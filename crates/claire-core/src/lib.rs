//! Shared types, configuration, and error handling for CLAIRE services.
//!
//! This crate has no knowledge of HTTP, storage, or authentication — it is
//! the one dependency every other `claire-*` crate takes, so it stays small
//! and stable.

mod config;
mod error;
mod types;

pub use config::{
    AuthConfig, AuthProviderKind, BucketsConfig, ClaireConfig, ConfigLoader, DraftsConfig,
    FilesConfig, GroupConfig, StorageBackendKind, StorageConfig,
};
pub use error::{ClaireError, ClaireResult};
pub use types::{Environment, OrgId, Principal, ValidationIssue};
==============================
Try it:
Which lines in the listing hold the word "types"? Copy them out.

Solution:
//! Shared types, configuration, and error handling for CLAIRE services.
mod types;
pub use types::{Environment, OrgId, Principal, ValidationIssue};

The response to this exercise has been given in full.